- Instructions to follow -
Copy each line below in which the string "impl" occurs.

- Data in this exercise -
********

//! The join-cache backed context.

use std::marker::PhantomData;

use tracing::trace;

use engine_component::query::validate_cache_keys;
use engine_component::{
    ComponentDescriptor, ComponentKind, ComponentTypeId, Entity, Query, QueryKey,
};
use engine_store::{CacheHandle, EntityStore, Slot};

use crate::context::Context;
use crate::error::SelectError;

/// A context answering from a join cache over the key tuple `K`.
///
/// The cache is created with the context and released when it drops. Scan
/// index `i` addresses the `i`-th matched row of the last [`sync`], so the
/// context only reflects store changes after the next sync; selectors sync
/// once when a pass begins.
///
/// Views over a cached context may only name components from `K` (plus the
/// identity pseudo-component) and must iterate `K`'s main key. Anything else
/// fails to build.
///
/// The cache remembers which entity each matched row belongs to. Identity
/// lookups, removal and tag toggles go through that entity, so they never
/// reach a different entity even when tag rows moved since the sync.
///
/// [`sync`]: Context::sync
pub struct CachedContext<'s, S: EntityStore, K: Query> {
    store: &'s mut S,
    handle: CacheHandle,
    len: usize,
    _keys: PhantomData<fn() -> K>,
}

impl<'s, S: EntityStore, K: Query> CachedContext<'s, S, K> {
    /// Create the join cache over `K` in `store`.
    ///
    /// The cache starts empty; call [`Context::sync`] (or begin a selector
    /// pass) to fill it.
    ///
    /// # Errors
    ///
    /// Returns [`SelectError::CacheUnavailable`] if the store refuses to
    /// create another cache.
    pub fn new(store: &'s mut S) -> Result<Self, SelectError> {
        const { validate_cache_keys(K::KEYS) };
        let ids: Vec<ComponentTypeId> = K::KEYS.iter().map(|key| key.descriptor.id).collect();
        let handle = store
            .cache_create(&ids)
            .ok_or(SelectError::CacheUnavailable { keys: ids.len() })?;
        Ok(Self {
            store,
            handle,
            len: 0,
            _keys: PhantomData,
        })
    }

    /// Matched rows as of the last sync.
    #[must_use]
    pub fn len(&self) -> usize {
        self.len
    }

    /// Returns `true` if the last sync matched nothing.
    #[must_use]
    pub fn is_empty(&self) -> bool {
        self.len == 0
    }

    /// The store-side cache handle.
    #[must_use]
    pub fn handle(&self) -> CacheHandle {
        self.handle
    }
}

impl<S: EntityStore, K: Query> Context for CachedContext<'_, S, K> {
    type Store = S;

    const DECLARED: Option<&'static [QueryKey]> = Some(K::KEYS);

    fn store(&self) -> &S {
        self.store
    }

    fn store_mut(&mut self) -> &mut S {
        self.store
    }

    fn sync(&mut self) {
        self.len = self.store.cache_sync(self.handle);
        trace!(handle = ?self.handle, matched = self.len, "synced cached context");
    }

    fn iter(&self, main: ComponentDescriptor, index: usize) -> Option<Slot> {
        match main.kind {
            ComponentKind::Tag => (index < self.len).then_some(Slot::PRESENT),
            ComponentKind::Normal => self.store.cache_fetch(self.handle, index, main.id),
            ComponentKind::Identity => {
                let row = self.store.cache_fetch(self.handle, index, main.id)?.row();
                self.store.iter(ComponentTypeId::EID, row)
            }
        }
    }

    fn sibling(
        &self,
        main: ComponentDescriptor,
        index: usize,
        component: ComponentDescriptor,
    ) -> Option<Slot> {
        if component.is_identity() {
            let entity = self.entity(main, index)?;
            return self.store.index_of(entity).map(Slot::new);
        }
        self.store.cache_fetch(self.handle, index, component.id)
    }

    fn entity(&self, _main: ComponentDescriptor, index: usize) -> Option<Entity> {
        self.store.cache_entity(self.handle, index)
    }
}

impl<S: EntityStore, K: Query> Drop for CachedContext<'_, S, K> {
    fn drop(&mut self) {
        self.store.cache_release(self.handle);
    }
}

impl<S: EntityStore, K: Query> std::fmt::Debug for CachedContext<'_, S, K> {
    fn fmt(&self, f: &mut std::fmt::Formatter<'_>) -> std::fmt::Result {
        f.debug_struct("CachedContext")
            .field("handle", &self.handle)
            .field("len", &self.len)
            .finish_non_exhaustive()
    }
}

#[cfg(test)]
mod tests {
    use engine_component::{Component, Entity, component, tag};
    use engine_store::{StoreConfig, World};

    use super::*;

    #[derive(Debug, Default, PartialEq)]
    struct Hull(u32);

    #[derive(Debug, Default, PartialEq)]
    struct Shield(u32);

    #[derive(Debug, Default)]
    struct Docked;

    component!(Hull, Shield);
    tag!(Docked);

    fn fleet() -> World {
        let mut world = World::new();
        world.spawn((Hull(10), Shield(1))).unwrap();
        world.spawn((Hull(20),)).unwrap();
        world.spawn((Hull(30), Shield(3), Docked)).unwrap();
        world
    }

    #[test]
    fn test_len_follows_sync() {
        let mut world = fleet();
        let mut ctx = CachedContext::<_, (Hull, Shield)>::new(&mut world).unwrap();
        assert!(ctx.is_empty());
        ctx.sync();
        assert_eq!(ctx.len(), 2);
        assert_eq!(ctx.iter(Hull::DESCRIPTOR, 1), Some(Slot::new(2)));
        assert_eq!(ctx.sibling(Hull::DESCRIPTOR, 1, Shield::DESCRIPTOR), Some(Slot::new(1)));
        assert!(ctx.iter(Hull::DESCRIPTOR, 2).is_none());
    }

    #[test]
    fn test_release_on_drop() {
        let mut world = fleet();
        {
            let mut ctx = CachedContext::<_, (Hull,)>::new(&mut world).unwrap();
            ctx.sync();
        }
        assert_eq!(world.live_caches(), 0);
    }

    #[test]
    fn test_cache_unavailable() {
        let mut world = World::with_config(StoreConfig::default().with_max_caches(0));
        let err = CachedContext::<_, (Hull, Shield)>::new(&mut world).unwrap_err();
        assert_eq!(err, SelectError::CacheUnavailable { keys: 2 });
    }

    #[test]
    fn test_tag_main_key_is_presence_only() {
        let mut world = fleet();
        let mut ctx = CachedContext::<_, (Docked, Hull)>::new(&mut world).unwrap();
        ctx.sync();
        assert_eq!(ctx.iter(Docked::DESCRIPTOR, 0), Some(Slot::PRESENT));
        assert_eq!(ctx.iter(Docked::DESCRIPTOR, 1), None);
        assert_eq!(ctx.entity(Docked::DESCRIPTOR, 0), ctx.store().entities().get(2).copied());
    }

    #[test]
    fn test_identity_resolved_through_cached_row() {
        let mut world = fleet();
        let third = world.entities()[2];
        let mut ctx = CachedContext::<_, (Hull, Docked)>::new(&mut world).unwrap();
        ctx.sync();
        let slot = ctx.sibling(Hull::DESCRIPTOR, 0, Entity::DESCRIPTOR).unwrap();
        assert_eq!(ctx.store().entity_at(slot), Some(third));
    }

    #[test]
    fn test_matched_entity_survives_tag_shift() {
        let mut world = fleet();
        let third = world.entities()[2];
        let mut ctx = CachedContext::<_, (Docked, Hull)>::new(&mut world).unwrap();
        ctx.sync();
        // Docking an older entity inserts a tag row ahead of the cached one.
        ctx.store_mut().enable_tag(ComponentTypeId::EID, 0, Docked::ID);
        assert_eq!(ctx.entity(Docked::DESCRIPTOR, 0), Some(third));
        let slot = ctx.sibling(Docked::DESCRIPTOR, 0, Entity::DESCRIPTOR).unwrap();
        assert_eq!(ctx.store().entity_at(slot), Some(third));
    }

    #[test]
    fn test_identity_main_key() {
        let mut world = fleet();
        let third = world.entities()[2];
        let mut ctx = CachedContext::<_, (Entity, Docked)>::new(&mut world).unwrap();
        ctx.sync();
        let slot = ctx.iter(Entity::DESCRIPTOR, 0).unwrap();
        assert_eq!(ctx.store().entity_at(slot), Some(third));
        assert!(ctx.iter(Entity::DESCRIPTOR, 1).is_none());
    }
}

********

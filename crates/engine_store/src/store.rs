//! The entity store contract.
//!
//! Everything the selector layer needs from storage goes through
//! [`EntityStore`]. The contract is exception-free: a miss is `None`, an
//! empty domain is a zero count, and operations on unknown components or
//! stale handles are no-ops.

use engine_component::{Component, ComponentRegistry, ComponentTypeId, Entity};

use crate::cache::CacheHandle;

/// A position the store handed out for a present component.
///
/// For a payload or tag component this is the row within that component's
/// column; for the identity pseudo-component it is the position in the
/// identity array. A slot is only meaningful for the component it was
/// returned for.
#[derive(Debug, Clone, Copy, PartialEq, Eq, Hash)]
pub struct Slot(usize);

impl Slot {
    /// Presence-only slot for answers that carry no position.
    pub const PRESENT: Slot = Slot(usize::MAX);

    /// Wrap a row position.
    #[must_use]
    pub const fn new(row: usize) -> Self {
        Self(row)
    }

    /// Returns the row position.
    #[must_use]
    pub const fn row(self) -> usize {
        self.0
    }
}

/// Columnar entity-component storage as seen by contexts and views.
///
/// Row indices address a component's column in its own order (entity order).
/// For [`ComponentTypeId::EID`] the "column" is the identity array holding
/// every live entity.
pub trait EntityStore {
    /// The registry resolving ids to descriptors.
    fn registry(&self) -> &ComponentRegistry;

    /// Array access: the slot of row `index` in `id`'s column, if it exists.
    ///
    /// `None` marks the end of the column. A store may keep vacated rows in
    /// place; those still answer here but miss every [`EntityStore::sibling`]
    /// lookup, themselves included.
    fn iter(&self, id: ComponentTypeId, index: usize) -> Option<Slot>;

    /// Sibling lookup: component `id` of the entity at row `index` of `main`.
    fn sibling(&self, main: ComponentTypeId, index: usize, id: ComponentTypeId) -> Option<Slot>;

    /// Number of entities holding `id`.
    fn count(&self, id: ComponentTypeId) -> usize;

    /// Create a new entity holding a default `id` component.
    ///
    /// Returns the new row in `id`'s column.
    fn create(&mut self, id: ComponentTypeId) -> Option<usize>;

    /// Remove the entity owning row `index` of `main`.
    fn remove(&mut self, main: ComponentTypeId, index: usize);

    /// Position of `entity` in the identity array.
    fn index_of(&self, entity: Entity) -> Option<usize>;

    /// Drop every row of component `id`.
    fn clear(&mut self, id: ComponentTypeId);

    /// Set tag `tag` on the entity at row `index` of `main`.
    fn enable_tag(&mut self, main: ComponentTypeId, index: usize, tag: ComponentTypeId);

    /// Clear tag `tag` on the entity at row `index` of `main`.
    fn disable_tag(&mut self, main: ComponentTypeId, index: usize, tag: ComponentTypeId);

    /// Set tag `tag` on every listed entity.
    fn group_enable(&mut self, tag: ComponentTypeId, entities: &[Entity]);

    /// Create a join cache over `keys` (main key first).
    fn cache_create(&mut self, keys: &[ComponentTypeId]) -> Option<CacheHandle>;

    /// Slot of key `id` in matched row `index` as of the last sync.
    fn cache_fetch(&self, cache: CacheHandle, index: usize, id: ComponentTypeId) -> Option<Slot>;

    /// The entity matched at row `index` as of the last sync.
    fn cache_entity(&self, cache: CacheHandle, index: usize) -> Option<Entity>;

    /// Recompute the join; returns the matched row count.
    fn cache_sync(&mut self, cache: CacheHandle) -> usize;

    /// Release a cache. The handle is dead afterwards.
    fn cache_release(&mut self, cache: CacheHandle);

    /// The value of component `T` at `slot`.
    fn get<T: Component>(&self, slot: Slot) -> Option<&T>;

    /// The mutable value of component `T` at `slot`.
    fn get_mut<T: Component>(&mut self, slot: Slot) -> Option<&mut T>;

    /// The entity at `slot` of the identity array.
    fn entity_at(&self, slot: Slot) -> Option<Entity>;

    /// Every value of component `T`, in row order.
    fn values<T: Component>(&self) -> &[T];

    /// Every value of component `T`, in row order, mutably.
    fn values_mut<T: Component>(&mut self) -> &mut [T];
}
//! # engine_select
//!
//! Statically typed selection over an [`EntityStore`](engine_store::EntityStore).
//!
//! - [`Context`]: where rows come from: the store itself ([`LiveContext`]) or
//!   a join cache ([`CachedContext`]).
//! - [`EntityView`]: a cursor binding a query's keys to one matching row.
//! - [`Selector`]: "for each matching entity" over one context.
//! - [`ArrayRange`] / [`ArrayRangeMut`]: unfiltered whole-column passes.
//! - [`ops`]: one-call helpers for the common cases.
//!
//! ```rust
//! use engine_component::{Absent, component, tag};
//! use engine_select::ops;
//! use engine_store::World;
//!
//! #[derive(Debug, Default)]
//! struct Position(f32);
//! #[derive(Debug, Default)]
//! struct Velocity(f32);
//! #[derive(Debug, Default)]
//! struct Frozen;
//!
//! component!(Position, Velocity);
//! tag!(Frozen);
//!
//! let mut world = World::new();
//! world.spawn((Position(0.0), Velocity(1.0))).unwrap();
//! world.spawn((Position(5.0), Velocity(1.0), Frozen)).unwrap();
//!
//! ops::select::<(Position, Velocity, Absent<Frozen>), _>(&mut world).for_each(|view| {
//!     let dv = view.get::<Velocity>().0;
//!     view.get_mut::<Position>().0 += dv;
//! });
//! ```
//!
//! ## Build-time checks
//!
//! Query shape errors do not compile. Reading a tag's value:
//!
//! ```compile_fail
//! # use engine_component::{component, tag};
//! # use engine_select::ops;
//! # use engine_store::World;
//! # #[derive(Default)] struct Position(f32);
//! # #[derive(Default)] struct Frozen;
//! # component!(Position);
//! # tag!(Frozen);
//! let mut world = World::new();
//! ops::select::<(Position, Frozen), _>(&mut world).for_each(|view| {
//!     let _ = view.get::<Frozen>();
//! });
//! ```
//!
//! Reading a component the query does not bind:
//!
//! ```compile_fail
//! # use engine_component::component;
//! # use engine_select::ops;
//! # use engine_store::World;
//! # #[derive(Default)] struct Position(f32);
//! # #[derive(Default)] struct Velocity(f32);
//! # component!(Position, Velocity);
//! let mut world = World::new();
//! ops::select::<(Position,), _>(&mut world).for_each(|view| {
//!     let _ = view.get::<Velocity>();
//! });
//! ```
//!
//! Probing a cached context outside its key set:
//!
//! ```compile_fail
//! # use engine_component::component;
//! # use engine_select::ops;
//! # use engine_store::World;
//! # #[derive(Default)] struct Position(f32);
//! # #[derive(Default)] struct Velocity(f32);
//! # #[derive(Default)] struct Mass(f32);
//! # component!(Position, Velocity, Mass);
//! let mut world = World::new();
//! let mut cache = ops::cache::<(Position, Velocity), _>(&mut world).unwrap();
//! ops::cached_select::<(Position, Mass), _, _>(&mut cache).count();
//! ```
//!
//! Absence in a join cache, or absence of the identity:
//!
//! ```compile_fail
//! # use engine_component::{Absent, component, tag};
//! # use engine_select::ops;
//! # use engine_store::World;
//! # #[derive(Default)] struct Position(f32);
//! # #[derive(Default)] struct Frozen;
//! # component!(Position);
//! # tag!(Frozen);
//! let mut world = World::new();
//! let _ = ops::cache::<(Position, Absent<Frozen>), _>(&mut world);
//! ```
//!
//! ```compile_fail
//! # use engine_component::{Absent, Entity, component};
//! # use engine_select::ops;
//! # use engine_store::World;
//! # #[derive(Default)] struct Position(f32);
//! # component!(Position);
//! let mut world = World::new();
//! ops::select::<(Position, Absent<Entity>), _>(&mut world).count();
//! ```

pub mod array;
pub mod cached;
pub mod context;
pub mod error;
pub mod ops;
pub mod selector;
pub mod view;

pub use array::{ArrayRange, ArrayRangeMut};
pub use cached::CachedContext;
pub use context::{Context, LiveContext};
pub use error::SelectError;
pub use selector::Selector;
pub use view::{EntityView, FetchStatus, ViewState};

********

- Response to the exercise -
impl<'s, S: EntityStore, K: Query> CachedContext<'s, S, K> {
impl<S: EntityStore, K: Query> Context for CachedContext<'_, S, K> {
impl<S: EntityStore, K: Query> Drop for CachedContext<'_, S, K> {
impl<S: EntityStore, K: Query> std::fmt::Debug for CachedContext<'_, S, K> {
impl Slot {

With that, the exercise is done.